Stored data
// Copyright (c) 2026 The Aioli developers
// Licensed under the Apache License, Version 2.0
// <LICENSE-APACHE or
// http://www.apache.org/licenses/LICENSE-2.0> or the MIT
// license <LICENSE-MIT or http://opensource.org/licenses/MIT>,
// at your option. All files in the project carrying such
// notice may not be copied, modified, or distributed except
// according to those terms.

use std::io;
use std::net::SocketAddr;
#[cfg(unix)]
use std::path::PathBuf;

use mio::{Interest, Registry, Token};
use socket2::{Domain, Protocol, Socket, Type};

use super::Transport;

/// Where a server listens.
#[derive(Debug, Clone)]
pub enum BindAddr {
    Tcp(SocketAddr),
    #[cfg(unix)]
    Unix(PathBuf),
}

/// A bound, non-blocking listening socket.
pub enum Listener {
    Tcp(super::MioTcpListener),
    #[cfg(unix)]
    Unix(super::MioUnixListener),
}

impl Listener {
    /// Binds a listener.
    ///
    /// TCP listeners get SO_REUSEADDR, close-on-exec and non-blocking mode;
    /// `reuse_port` additionally sets SO_REUSEPORT so several servers can
    /// share one address. A UNIX listener fails if the socket file already
    /// exists; unlink stale files before binding.
    pub fn bind(addr: &BindAddr, reuse_port: bool) -> io::Result<Listener> {
        match addr {
            BindAddr::Tcp(addr) => {
                let socket = Socket::new(
                    Domain::for_address(*addr),
                    Type::STREAM,
                    Some(Protocol::TCP),
                )?;
                socket.set_reuse_address(true)?;
                #[cfg(unix)]
                if reuse_port {
                    socket.set_reuse_port(true)?;
                }
                #[cfg(unix)]
                socket.set_cloexec(true)?;
                socket.set_nonblocking(true)?;
                socket.bind(&(*addr).into())?;
                socket.listen(1024)?;
                let std_listener: std::net::TcpListener = socket.into();
                Ok(Listener::Tcp(super::MioTcpListener::from_std(std_listener)))
            }
            #[cfg(unix)]
            BindAddr::Unix(path) => {
                let _ = reuse_port;
                let std_listener = std::os::unix::net::UnixListener::bind(path)?;
                std_listener.set_nonblocking(true)?;
                Ok(Listener::Unix(super::MioUnixListener::from_std(
                    std_listener,
                )))
            }
        }
    }

    /// The local TCP address, when this is a TCP listener.
    pub fn local_addr(&self) -> Option<SocketAddr> {
        match self {
            Listener::Tcp(listener) => listener.local_addr().ok(),
            #[cfg(unix)]
            Listener::Unix(_) => None,
        }
    }

    /// Accepts one pending connection. mio marks the accepted stream
    /// non-blocking (on Linux in the same `accept4` call, together with
    /// close-on-exec).
    pub fn accept(
        &mut self,
        nodelay: bool,
    ) -> io::Result<(Box<dyn Transport>, Option<SocketAddr>)> {
        match self {
            Listener::Tcp(listener) => {
                let (stream, peer) = listener.accept()?;
                let transport = super::accepted_tcp(stream, peer, nodelay);
                Ok((Box::new(transport), Some(peer)))
            }
            #[cfg(unix)]
            Listener::Unix(listener) => {
                let (stream, _) = listener.accept()?;
                Ok((Box::new(super::accepted_unix(stream)), None))
            }
        }
    }

    /// The raw listening descriptor, for externally driven event loops.
    #[cfg(unix)]
    pub fn raw_fd(&self) -> std::os::unix::io::RawFd {
        use std::os::unix::io::AsRawFd;
        match self {
            Listener::Tcp(listener) => listener.as_raw_fd(),
            Listener::Unix(listener) => listener.as_raw_fd(),
        }
    }

    pub fn register(&mut self, registry: &Registry, token: Token) -> io::Result<()> {
        match self {
            Listener::Tcp(listener) => registry.register(listener, token, Interest::READABLE),
            #[cfg(unix)]
            Listener::Unix(listener) => registry.register(listener, token, Interest::READABLE),
        }
    }

    pub fn deregister(&mut self, registry: &Registry) -> io::Result<()> {
        match self {
            Listener::Tcp(listener) => registry.deregister(listener),
            #[cfg(unix)]
            Listener::Unix(listener) => registry.deregister(listener),
        }
    }
}

#[cfg(test)]
mod tests {
    use super::{BindAddr, Listener};

    #[test]
    fn bind_ephemeral_tcp() {
        let addr = BindAddr::Tcp("127.0.0.1:0".parse().unwrap());
        let listener = Listener::bind(&addr, false).unwrap();
        let local = listener.local_addr().unwrap();
        assert_ne!(local.port(), 0);
    }
}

**WHAT IS BEING ASKED**. Return every record, word for word.

**RESULT OF THIS EXERCISE**.
// Copyright (c) 2026 The Aioli developers
// Licensed under the Apache License, Version 2.0
// <LICENSE-APACHE or
// http://www.apache.org/licenses/LICENSE-2.0> or the MIT
// license <LICENSE-MIT or http://opensource.org/licenses/MIT>,
// at your option. All files in the project carrying such
// notice may not be copied, modified, or distributed except
// according to those terms.

use std::io;
use std::net::SocketAddr;
#[cfg(unix)]
use std::path::PathBuf;

use mio::{Interest, Registry, Token};
use socket2::{Domain, Protocol, Socket, Type};

use super::Transport;

/// Where a server listens.
#[derive(Debug, Clone)]
pub enum BindAddr {
    Tcp(SocketAddr),
    #[cfg(unix)]
    Unix(PathBuf),
}

/// A bound, non-blocking listening socket.
pub enum Listener {
    Tcp(super::MioTcpListener),
    #[cfg(unix)]
    Unix(super::MioUnixListener),
}

impl Listener {
    /// Binds a listener.
    ///
    /// TCP listeners get SO_REUSEADDR, close-on-exec and non-blocking mode;
    /// `reuse_port` additionally sets SO_REUSEPORT so several servers can
    /// share one address. A UNIX listener fails if the socket file already
    /// exists; unlink stale files before binding.
    pub fn bind(addr: &BindAddr, reuse_port: bool) -> io::Result<Listener> {
        match addr {
            BindAddr::Tcp(addr) => {
                let socket = Socket::new(
                    Domain::for_address(*addr),
                    Type::STREAM,
                    Some(Protocol::TCP),
                )?;
                socket.set_reuse_address(true)?;
                #[cfg(unix)]
                if reuse_port {
                    socket.set_reuse_port(true)?;
                }
                #[cfg(unix)]
                socket.set_cloexec(true)?;
                socket.set_nonblocking(true)?;
                socket.bind(&(*addr).into())?;
                socket.listen(1024)?;
                let std_listener: std::net::TcpListener = socket.into();
                Ok(Listener::Tcp(super::MioTcpListener::from_std(std_listener)))
            }
            #[cfg(unix)]
            BindAddr::Unix(path) => {
                let _ = reuse_port;
                let std_listener = std::os::unix::net::UnixListener::bind(path)?;
                std_listener.set_nonblocking(true)?;
                Ok(Listener::Unix(super::MioUnixListener::from_std(
                    std_listener,
                )))
            }
        }
    }

    /// The local TCP address, when this is a TCP listener.
    pub fn local_addr(&self) -> Option<SocketAddr> {
        match self {
            Listener::Tcp(listener) => listener.local_addr().ok(),
            #[cfg(unix)]
            Listener::Unix(_) => None,
        }
    }

    /// Accepts one pending connection. mio marks the accepted stream
    /// non-blocking (on Linux in the same `accept4` call, together with
    /// close-on-exec).
    pub fn accept(
        &mut self,
        nodelay: bool,
    ) -> io::Result<(Box<dyn Transport>, Option<SocketAddr>)> {
        match self {
            Listener::Tcp(listener) => {
                let (stream, peer) = listener.accept()?;
                let transport = super::accepted_tcp(stream, peer, nodelay);
                Ok((Box::new(transport), Some(peer)))
            }
            #[cfg(unix)]
            Listener::Unix(listener) => {
                let (stream, _) = listener.accept()?;
                Ok((Box::new(super::accepted_unix(stream)), None))
            }
        }
    }

    /// The raw listening descriptor, for externally driven event loops.
    #[cfg(unix)]
    pub fn raw_fd(&self) -> std::os::unix::io::RawFd {
        use std::os::unix::io::AsRawFd;
        match self {
            Listener::Tcp(listener) => listener.as_raw_fd(),
            Listener::Unix(listener) => listener.as_raw_fd(),
        }
    }

    pub fn register(&mut self, registry: &Registry, token: Token) -> io::Result<()> {
        match self {
            Listener::Tcp(listener) => registry.register(listener, token, Interest::READABLE),
            #[cfg(unix)]
            Listener::Unix(listener) => registry.register(listener, token, Interest::READABLE),
        }
    }

    pub fn deregister(&mut self, registry: &Registry) -> io::Result<()> {
        match self {
            Listener::Tcp(listener) => registry.deregister(listener),
            #[cfg(unix)]
            Listener::Unix(listener) => registry.deregister(listener),
        }
    }
}

#[cfg(test)]
mod tests {
    use super::{BindAddr, Listener};

    #[test]
    fn bind_ephemeral_tcp() {
        let addr = BindAddr::Tcp("127.0.0.1:0".parse().unwrap());
        let listener = Listener::bind(&addr, false).unwrap();
        let local = listener.local_addr().unwrap();
        assert_ne!(local.port(), 0);
    }
}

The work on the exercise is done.